Trochę spóźniona odpowiedź, ale co mi tam i tak napiszę ;) Jeżeli szukasz anime w podobnym stylu, osobiście polecam film "Księżniczka Mononoke". Jest to anime w którym główny bohater zostaje przeklęty przez demona i zyskuje nadludzką siłę w prawej ręce ( tak, dokładnie coś w stylu Izumiego :D ) i musi walczyć z ludźmi, żeby utrzymać równowagę pomiędzy przyrodą, a ludzkością, która ją wyniszcza. Piękne 10/10, gorąco polecam :) Jeżeli miałbym polecić albo Kiseijuu, albo Tokyo Ghoul to jest to ciężka sprawa, bo tego drugiego na razie nie widziałem, więc nie mogę powiedzieć, ale na pewno kiedyś obejrzę ;)

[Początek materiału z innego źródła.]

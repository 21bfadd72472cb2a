//! Capacity calculation.
//!
//! ```text
//! available = ceil((free + running) / workflows_per_agent)
//! required  = ceil((pending + running) / workflows_per_agent)
//! max_up    = max_agents - pool
//! max_down  = pool - min_agents
//! delta     = clamp(required - (available + pool), -max_down, max_up)
//! ```

use fleet_core::{LabelFilter, PoolConfig, QueueInfo};

/// Queue counters the formula works on, after label filtering.
#[derive(Debug, Clone, Copy, Default, PartialEq, Eq)]
pub struct QueueLoad {
    pub free_workers: usize,
    pub running: usize,
    pub pending: usize,
}

impl QueueLoad {
    /// Derive the load from a queue snapshot. With a filter, running and
    /// pending are counted from the task lists; worker count is kept as is.
    pub fn from_queue(info: &QueueInfo, filter: Option<&LabelFilter>) -> Self {
        match filter {
            None => Self {
                free_workers: info.stats.workers,
                running: info.stats.running,
                pending: info.stats.pending,
            },
            Some(filter) => Self {
                free_workers: info.stats.workers,
                running: filter.count(&info.running),
                pending: filter.count(&info.pending),
            },
        }
    }
}

/// Signed number of agents to add (positive) or drain (negative).
///
/// `pool_agents` counts schedulable agents of the pool. The result always
/// lies in `[min_agents - pool_agents, max_agents - pool_agents]` for a
/// valid config (`min_agents <= max_agents`, `workflows_per_agent > 0`).
pub fn calc_agents(load: &QueueLoad, pool_agents: usize, config: &PoolConfig) -> i64 {
    let per_agent = config.workflows_per_agent;
    debug_assert!(per_agent > 0, "workflows_per_agent is validated at startup");

    let available = (load.free_workers + load.running).div_ceil(per_agent) as i64;
    let required = (load.pending + load.running).div_ceil(per_agent) as i64;

    let pool = pool_agents as i64;
    let max_up = config.max_agents as i64 - pool;
    let max_down = pool - config.min_agents as i64;

    let delta = required - (available + pool);
    delta.max(-max_down).min(max_up)
}
//! Fleet Core
//!
//! Domain types, ports and shared helpers for the fleet autoscaler.
//! Everything that both the reconciliation engine and the adapters
//! (CI server client, cloud providers) need to agree on lives here.

pub mod agent;
pub mod config;
pub mod error;
pub mod labels;
pub mod maps;
pub mod naming;
pub mod ports;
pub mod template;

pub use agent::{Agent, QueueInfo, QueueStats, Task};
pub use config::PoolConfig;
pub use error::{Error, Result};
pub use labels::LabelFilter;
pub use naming::AgentName;
pub use ports::{Client, Provider};
pub use template::{UserDataParams, UserDataTemplate};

Obejrzałem Tokyo Ghoul, a w zasadzie tylko 1 sezon i muszę przyznać, że całkiem spoko anime, ale mimo wszystko Parasyte jest o wiele lepszy. Różnica jest taka, że w Parasyte jest więcej filozofii, a w Tokyo Ghoul więcej akcji ( do tego Parasyte jest mniej chory ). Nie zamierzam oglądać na razie 2 sezonu Tokyo Ghoula bo słyszałem, że o wiele gorszy od 1 sezonu, a nie chcę zaniżać mu oceny dlatego na razie zostawię tak jak jest. Tokyo Ghoul słabe 8/10, Kiseijuu mocne 9/10 ;)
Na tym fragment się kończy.